Monday, July 09, 2007

NACC, Live from KC


Last week I attended the North American Christian Church Convention in Kansas City. This was probably been the best convention that I have ever attended. The Independent Christian Churches know how to do a convention. I learned so much from the classes. Even the exhibitors were great. I gained so much from them, including some new ideas to try in urban ministry.

However, the largest benefit from being there last week was the personal renewal. It was good just to be away from the daily routine of ministry, the pressures, the tasks, the crisis, and spend some time being fed. I came to the conference ready to leave full-time paid ministry. I was ready to transition to another career (I have been thinking education). However, even after the opening session on Tuesday evening I was hearing God’s call on my life to stay in ministry.

The amazing thing behind all of this is, that a few weeks ago, I started sharing with Amy about changing careers and investigating what it would take to get a non-traditional certification to teach Jr. and Sr. High Social Studies and History. She responded by saying something about my stress level and even burnout, having carried the load at Wonder City alone for the past 11 months. I don’t remember her exact words, but whatever they were it was not what I wanted to hear. I did not get the supportive wife that I was looking for. I wanted her to say, “Honey, if that is what you believe God is calling you to, then I will support you one-hundred percent. How can I help you?” Now I believe she was probably right (as much as I hate to admit that). In fact, there have been several times throughout our marriage that I believe she has been closer to the heart of God and in tune with what God wanted for us than I was. (For those of you who don’t know that is a hard fact for a pastor to accept).

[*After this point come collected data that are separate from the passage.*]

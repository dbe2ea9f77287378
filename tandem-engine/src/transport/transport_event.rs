use crate::control::ControlChannel;
use std::fmt;
use std::sync::Arc;
use tandem_core::{IceCandidate, PeerConnectionState, RemoteTrack, SdpKind, SessionDescription};
use tokio::sync::mpsc;

/// Everything that can happen to one endpoint. Transport callbacks and the
/// negotiation coordinator post these onto the endpoint's queue; the pair event
/// loop consumes them in order.
pub enum EndpointEvent {
    /// A description this endpoint asked for has been produced.
    LocalDescriptionReady(SessionDescription),

    /// The sibling's description has been applied to this endpoint.
    RemoteDescriptionSet(SdpKind),

    /// The transport found a local candidate. `None` ends gathering.
    CandidateGenerated(Option<IceCandidate>),

    /// The sibling forwarded one of its candidates. `None` ends the sibling's gathering.
    CandidateReceived(Option<IceCandidate>),

    /// A control channel is ready for writing.
    ChannelOpened {
        channel: Arc<dyn ControlChannel>,
        initiated_locally: bool,
    },

    ChannelMessage(String),

    ChannelClosed { label: String },

    StateChanged(PeerConnectionState),

    TrackReceived { stream_id: String, track: RemoteTrack },
}

impl fmt::Debug for EndpointEvent {
    fn fmt(&self, f: &mut fmt::Formatter<'_>) -> fmt::Result {
        match self {
            EndpointEvent::LocalDescriptionReady(d) => {
                f.debug_tuple("LocalDescriptionReady").field(&d.kind()).finish()
            }
            EndpointEvent::RemoteDescriptionSet(kind) => {
                f.debug_tuple("RemoteDescriptionSet").field(kind).finish()
            }
            EndpointEvent::CandidateGenerated(c) => {
                f.debug_tuple("CandidateGenerated").field(c).finish()
            }
            EndpointEvent::CandidateReceived(c) => {
                f.debug_tuple("CandidateReceived").field(c).finish()
            }
            EndpointEvent::ChannelOpened {
                channel,
                initiated_locally,
            } => f
                .debug_struct("ChannelOpened")
                .field("label", &channel.label())
                .field("initiated_locally", initiated_locally)
                .finish(),
            EndpointEvent::ChannelMessage(text) => {
                f.debug_tuple("ChannelMessage").field(text).finish()
            }
            EndpointEvent::ChannelClosed { label } => {
                f.debug_struct("ChannelClosed").field("label", label).finish()
            }
            EndpointEvent::StateChanged(s) => f.debug_tuple("StateChanged").field(s).finish(),
            EndpointEvent::TrackReceived { stream_id, track } => f
                .debug_struct("TrackReceived")
                .field("stream_id", stream_id)
                .field("track", track)
                .finish(),
        }
    }
}

pub type EndpointSender = mpsc::UnboundedSender<EndpointEvent>;
pub type EndpointReceiver = mpsc::UnboundedReceiver<EndpointEvent>;

pub fn endpoint_queue() -> (EndpointSender, EndpointReceiver) {
    mpsc::unbounded_channel()
}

I know that I will be right back where I was at in a very short time if two things don’t change. First, and most importantly, I have to change. I have to return home and do some things differently. There are many things that I have the ability to change, which have the potential to affect my sanity and stability in ministry. If I return to West Memphis and don’t do things differently then how can expect a different result. I have heard the definition of insanity as doing the same things over and over again expecting a different result. If I want something different, then I must do something different. And I want something different.

Second, I do need ministry help at Wonder City (and soon)! No matter how many things I change, ministry (and especially urban ministry) is not meant to be done alone. Jesus surrounded himself with twelve disciples. When he sent them out he didn’t send them out alone. He sent them two by two (Mark 6:7). I need my ministry partner. Thankfully, God has recently sent a couple of prospects my (our) way that I have engaged at various levels, for different roles at Wonder City. It is my hope that God will actually provide one of these individuals (if not two or more).

Thank you, Father, for this time of renewal and reflection. May you continue to bless me and Wonder City.

1 comment:

Bob, Sarah, and Miriam Logsdon said...

Great. I am looking forward to talking on the phone about the change and minister prospects. Grace and peace, brother.